OK guys, I'm sorry this post is going to be so long, but if you actually give a crap about getting this cache performance thing solved, you may want to plow through it anway.
TL;DR: I think I'm coming to an understanding of why the performance starts out great with the cache and then hits a brick wall after some time, and I think I may be on the right path for finding a solution that avoids this performance crash. Read on for the gory details.
@joshuacant, my personal belief right now is as follows, and I'm doing research and investigation (and learning) to confirm or deny it, so here goes:
I believe that the QNAP device is not properly flushing the cache of dirty blocks. Over time the number of dirty blocks grows and grows until the entire cache is full of dirty blocks, upon which all subsequent writes will force the dirty blocks to first be written out to disk, then the blocks are free to be overwritten with new data.

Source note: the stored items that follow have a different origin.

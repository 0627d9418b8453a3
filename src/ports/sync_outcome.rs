//! Shared result types for synchronizer ports.
//!
//! "Already processed" is a success value, not an error. A synchronizer
//! that has seen its idempotency key before returns
//! `Ok(SyncOutcome::AlreadyProcessed)`, so no amount of error wrapping can
//! turn a duplicate into a failure.

use thiserror::Error;

/// Successful result of a synchronizer call.
#[derive(Debug, Clone, PartialEq, Eq)]
pub enum SyncOutcome<T> {
    /// A new state change was applied.
    Applied(T),
    /// The operation for this key had already completed; nothing changed.
    AlreadyProcessed,
}

impl<T> SyncOutcome<T> {
    /// Returns true if this call produced a new side effect.
    pub fn is_applied(&self) -> bool {
        matches!(self, SyncOutcome::Applied(_))
    }

    /// Discards the payload.
    pub fn map_unit(self) -> SyncOutcome<()> {
        match self {
            SyncOutcome::Applied(_) => SyncOutcome::Applied(()),
            SyncOutcome::AlreadyProcessed => SyncOutcome::AlreadyProcessed,
        }
    }
}

/// A synchronizer failure other than duplication.
#[derive(Debug, Clone, PartialEq, Eq, Error)]
pub enum SyncError {
    /// The referenced provider object is not known locally.
    #[error("Resource not found: {0}")]
    NotFound(String),

    /// The requested transition is not valid for the local record.
    #[error("Invalid state transition: {0}")]
    InvalidTransition(String),

    /// Persistence failed.
    #[error("Storage error: {0}")]
    Storage(String),

    /// The provider API call made during synchronization failed.
    #[error("Provider error: {0}")]
    Provider(String),

    /// The synchronization task stopped before completing.
    #[error("Synchronization aborted: {0}")]
    Aborted(String),
}

#[cfg(test)]
mod tests {
    use super::*;

    #[test]
    fn applied_is_applied() {
        assert!(SyncOutcome::Applied(1).is_applied());
        assert!(!SyncOutcome::<i32>::AlreadyProcessed.is_applied());
    }

    #[test]
    fn map_unit_preserves_variant() {
        assert_eq!(SyncOutcome::Applied("order").map_unit(), SyncOutcome::Applied(()));
        assert_eq!(
            SyncOutcome::<&str>::AlreadyProcessed.map_unit(),
            SyncOutcome::AlreadyProcessed
        );
    }

    #[test]
    fn storage_error_displays_reason() {
        let err = SyncError::Storage("connection refused".to_string());
        assert_eq!(format!("{}", err), "Storage error: connection refused");
    }
}
//! Application configuration module
//!
//! This module provides type-safe configuration loading from environment variables
//! using the `config` and `dotenvy` crates. Configuration is loaded with the
//! `BILLING_WEBHOOKS` prefix and nested values use double underscores as separators.
//!
//! # Example
//!
//! ```no_run
//! use billing_webhooks::config::AppConfig;
//!
//! let config = AppConfig::load().expect("Failed to load configuration");
//! config.validate().expect("Invalid configuration");
//! ```

mod error;
mod server;
mod webhook;

pub use error::{ConfigError, ValidationError};
pub use server::{Environment, LogFormat, ServerConfig};
pub use webhook::WebhookSettings;

use serde::Deserialize;

/// Root application configuration
#[derive(Debug, Deserialize)]
pub struct AppConfig {
    /// Server configuration (host, port, environment, logging)
    #[serde(default)]
    pub server: ServerConfig,

    /// Webhook endpoint configuration (secret, tenant)
    pub webhook: WebhookSettings,
}

impl AppConfig {
    /// Load configuration from environment variables
    ///
    /// This function:
    /// 1. Loads `.env` file if present (for development)
    /// 2. Reads environment variables with `BILLING_WEBHOOKS` prefix
    /// 3. Uses `__` (double underscore) to separate nested values
    /// 4. Deserializes into typed configuration structs
    ///
    /// # Environment Variable Format
    ///
    /// - `BILLING_WEBHOOKS__SERVER__PORT=8080` -> `server.port = 8080`
    /// - `BILLING_WEBHOOKS__WEBHOOK__TENANT_ID=...` -> `webhook.tenant_id = ...`
    ///
    /// # Errors
    ///
    /// Returns `ConfigError` if required variables are missing or values
    /// cannot be parsed into expected types.
    pub fn load() -> Result<Self, ConfigError> {
        // Load .env file if present (development)
        dotenvy::dotenv().ok();

        let config = config::Config::builder()
            .add_source(
                config::Environment::default()
                    .prefix("BILLING_WEBHOOKS")
                    .prefix_separator("__")
                    .separator("__"),
            )
            .build()?
            .try_deserialize()?;

        Ok(config)
    }

    /// Validate all configuration values
    ///
    /// # Errors
    ///
    /// Returns `ValidationError` if any configuration value is invalid.
    pub fn validate(&self) -> Result<(), ValidationError> {
        self.server.validate()?;
        self.webhook.validate()?;
        Ok(())
    }

    /// Check if running in production environment
    pub fn is_production(&self) -> bool {
        self.server.is_production()
    }
}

This is probably what people are seeing when they say that upon filling the cache performance plummets.
I'm new to all of this, so I've been doing some intense Googling, reading, and poking around on my TS-963X.
I have a 5-disk RAID 6 currently cached through a 2TB Samsung 860 EVO using 10% overprovisioning, connected directly to my Windows 10 PC over 10GbE. My cache is set to cache all io (ie: no cache bypass figure is set and all writes will go through the cache). From my testing so far the cache is helping. I have a directory of almost all jpg and gif images, with a few video files in it, that represents my "lots of small files" test, with 14.76GB of data spread over 2771 files in 21 folders. Some of those files are largish, many of them are quite small, on the order of a few 10s of k. With this directory I see a very modest boost in write speeds from my Windows 10 machine (the directory is on a 2TB Samsung 970 EVO NVME drive so the source for the data is really fast) to the QNAP, and more substantial ~10% or so benefit in read speeds when I copy the directory back to the PC from the QNAP. I have another directory with 46.86GB of data in just 93 files (some 10MB jpeg, 55MB RAW photos, and some video clips, some in the GB size range) that represents my "sequential IO" test, and writing this to the array sees a more substantial ~30% speedup through the cache over no cache, and reading back from the array sees a more modest maybe 5% boost because reading from the RAID 6 is pretty fast, and a single SATA SSD can barely outread five 7200RPM Seagate Ironwolf 8TB drives in RAID 6. I have a second 2TB SSD installed in the QNAP but cannot RAID 0 it to the first one and test that because I've only got 8GB of RAM in the QNAP, and a 4TB cache requires 16GB of RAM. This will be resolved when my RAM arrives tomorrow, and I'll RAID 0 my two SSDs and see how that affects my read/write performance to the array. I'm expecting a very noticeable boost, and I'll report back here.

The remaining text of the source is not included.